DATA RECORDS
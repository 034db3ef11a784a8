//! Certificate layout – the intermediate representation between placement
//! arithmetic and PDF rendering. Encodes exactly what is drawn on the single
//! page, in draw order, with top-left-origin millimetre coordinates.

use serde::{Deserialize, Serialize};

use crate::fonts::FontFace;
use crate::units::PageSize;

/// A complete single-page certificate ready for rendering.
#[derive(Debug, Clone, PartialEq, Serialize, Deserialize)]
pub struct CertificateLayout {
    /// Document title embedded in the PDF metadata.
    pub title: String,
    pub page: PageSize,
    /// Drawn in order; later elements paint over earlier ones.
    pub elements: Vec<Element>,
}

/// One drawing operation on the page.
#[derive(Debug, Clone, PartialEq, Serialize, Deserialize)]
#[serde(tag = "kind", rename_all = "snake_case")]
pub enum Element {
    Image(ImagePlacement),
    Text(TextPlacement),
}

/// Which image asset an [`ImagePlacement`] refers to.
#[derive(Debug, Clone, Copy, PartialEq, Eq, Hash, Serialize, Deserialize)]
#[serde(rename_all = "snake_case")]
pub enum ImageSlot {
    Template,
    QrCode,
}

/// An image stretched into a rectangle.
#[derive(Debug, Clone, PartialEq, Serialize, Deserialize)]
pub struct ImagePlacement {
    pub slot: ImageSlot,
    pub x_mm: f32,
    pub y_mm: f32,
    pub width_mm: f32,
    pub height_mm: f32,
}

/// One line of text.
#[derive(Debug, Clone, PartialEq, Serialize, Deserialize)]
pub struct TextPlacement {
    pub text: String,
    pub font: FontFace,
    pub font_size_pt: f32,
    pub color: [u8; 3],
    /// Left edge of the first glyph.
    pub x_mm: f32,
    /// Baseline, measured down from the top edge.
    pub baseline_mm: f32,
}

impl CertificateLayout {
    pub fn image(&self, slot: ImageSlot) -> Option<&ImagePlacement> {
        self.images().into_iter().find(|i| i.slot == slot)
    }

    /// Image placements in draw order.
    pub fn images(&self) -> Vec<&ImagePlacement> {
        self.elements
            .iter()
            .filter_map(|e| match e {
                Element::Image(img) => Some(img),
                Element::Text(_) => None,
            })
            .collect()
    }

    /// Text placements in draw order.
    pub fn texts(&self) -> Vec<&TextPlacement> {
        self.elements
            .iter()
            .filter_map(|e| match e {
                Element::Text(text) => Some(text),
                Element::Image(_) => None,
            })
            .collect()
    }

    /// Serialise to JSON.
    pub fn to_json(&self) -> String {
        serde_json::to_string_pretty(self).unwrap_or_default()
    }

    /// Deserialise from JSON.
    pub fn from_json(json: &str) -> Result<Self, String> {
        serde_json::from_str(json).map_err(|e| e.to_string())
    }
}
==
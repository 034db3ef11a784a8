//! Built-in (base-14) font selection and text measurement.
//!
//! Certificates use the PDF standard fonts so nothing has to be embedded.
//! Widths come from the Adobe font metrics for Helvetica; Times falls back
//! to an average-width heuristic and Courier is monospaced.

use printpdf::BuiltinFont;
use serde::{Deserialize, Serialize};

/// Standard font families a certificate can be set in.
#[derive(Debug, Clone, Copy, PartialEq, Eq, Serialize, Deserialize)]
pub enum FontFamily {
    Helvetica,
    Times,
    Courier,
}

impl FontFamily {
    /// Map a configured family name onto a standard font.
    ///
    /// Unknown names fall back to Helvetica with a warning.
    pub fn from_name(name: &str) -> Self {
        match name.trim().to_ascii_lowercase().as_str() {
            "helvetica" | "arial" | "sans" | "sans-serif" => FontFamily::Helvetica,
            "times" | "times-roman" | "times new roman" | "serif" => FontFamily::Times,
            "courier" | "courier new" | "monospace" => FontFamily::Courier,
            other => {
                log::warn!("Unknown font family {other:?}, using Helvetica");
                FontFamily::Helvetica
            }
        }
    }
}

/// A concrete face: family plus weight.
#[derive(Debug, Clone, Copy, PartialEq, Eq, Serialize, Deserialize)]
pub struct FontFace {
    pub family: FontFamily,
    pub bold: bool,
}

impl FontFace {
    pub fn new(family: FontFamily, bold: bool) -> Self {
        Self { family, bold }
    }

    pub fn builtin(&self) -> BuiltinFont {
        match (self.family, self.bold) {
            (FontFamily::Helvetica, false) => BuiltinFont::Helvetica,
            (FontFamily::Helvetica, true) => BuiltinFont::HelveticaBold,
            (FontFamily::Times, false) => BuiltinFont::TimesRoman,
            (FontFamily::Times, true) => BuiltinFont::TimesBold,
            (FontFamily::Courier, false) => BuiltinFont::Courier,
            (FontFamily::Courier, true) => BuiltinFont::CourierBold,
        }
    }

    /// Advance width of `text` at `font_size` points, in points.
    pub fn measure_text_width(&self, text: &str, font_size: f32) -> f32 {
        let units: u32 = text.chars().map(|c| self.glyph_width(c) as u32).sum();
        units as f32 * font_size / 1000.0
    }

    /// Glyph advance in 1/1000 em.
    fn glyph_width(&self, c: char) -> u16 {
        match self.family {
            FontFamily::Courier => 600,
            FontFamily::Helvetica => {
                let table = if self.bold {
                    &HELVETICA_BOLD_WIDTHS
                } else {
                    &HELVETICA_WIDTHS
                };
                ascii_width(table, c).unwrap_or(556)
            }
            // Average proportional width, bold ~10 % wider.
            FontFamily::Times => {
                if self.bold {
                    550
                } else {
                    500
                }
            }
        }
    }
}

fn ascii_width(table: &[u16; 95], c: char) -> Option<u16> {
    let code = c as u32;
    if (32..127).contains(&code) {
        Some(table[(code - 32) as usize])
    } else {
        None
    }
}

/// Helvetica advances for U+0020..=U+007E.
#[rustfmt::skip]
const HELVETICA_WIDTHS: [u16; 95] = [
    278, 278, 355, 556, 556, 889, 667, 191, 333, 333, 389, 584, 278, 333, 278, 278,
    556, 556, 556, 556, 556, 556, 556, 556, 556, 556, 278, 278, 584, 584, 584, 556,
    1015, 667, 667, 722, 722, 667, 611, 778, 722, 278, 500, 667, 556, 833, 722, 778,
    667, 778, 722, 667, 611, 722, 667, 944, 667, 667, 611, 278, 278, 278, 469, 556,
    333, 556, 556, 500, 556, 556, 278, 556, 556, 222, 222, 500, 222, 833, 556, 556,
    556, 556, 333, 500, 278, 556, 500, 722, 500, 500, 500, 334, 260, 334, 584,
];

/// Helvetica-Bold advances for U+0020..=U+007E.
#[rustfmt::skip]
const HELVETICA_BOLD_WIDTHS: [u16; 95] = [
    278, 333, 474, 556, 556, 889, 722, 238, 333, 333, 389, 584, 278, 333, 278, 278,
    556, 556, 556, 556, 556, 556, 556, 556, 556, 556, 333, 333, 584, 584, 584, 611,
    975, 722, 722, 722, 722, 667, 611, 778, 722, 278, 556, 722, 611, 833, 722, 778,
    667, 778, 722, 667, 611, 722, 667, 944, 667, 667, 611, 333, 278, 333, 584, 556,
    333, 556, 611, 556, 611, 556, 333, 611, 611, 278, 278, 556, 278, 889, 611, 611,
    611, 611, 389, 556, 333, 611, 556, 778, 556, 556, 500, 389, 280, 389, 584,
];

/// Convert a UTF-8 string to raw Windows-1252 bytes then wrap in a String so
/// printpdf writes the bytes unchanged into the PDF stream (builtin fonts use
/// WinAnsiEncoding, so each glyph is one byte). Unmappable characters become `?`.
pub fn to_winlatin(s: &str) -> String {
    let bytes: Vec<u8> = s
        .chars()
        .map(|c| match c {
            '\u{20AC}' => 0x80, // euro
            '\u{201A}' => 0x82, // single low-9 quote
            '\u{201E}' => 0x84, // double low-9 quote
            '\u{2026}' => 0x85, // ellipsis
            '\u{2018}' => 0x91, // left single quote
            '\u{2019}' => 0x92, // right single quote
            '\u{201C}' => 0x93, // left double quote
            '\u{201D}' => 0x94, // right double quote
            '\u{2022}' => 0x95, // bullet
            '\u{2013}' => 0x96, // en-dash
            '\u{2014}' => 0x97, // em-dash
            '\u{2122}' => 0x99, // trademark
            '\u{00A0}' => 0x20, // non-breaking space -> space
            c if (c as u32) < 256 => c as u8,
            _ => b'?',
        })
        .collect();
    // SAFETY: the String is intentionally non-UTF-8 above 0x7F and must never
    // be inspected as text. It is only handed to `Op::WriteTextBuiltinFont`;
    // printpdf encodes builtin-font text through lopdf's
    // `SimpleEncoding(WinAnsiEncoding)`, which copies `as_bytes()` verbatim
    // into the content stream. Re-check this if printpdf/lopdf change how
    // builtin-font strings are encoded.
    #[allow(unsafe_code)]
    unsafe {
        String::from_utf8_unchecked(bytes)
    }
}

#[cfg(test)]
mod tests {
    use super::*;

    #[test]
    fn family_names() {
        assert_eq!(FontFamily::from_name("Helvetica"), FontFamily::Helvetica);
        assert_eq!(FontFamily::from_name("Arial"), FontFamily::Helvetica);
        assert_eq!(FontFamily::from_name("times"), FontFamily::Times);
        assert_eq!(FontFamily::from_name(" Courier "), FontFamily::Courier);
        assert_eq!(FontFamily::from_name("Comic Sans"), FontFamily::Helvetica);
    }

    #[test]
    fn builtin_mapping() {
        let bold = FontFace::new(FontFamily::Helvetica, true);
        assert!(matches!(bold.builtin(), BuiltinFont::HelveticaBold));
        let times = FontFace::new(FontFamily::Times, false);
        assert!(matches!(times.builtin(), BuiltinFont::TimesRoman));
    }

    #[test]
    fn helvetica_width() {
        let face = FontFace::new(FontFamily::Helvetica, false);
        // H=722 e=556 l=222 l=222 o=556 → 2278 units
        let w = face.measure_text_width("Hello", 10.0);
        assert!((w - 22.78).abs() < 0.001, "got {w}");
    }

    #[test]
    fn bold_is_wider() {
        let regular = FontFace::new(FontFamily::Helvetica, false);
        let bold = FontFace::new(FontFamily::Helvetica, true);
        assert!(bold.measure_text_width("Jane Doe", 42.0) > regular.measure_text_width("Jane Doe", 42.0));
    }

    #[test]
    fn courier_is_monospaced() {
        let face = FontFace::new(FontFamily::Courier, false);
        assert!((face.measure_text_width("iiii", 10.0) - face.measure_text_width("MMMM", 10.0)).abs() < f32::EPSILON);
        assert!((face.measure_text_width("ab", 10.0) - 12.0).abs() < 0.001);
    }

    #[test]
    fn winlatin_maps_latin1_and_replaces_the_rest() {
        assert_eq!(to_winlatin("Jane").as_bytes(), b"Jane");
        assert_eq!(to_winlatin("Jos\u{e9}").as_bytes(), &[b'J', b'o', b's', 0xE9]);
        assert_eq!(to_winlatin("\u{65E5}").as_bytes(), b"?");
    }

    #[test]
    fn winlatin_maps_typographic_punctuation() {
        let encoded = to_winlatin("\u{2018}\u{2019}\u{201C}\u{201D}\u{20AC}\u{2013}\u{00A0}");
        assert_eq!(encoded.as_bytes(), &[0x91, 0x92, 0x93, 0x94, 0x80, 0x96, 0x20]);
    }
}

EXERCISE DESCRIPTION
Copy back the listing above exactly, but only from the line with "single low-9 quote" through the line with "be inspected as", both ends included.

THE COMPLETED TASK
            '\u{201A}' => 0x82, // single low-9 quote
            '\u{201E}' => 0x84, // double low-9 quote
            '\u{2026}' => 0x85, // ellipsis
            '\u{2018}' => 0x91, // left single quote
            '\u{2019}' => 0x92, // right single quote
            '\u{201C}' => 0x93, // left double quote
            '\u{201D}' => 0x94, // right double quote
            '\u{2022}' => 0x95, // bullet
            '\u{2013}' => 0x96, // en-dash
            '\u{2014}' => 0x97, // em-dash
            '\u{2122}' => 0x99, // trademark
            '\u{00A0}' => 0x20, // non-breaking space -> space
            c if (c as u32) < 256 => c as u8,
            _ => b'?',
        })
        .collect();
    // SAFETY: the String is intentionally non-UTF-8 above 0x7F and must never
    // be inspected as text. It is only handed to `Op::WriteTextBuiltinFont`;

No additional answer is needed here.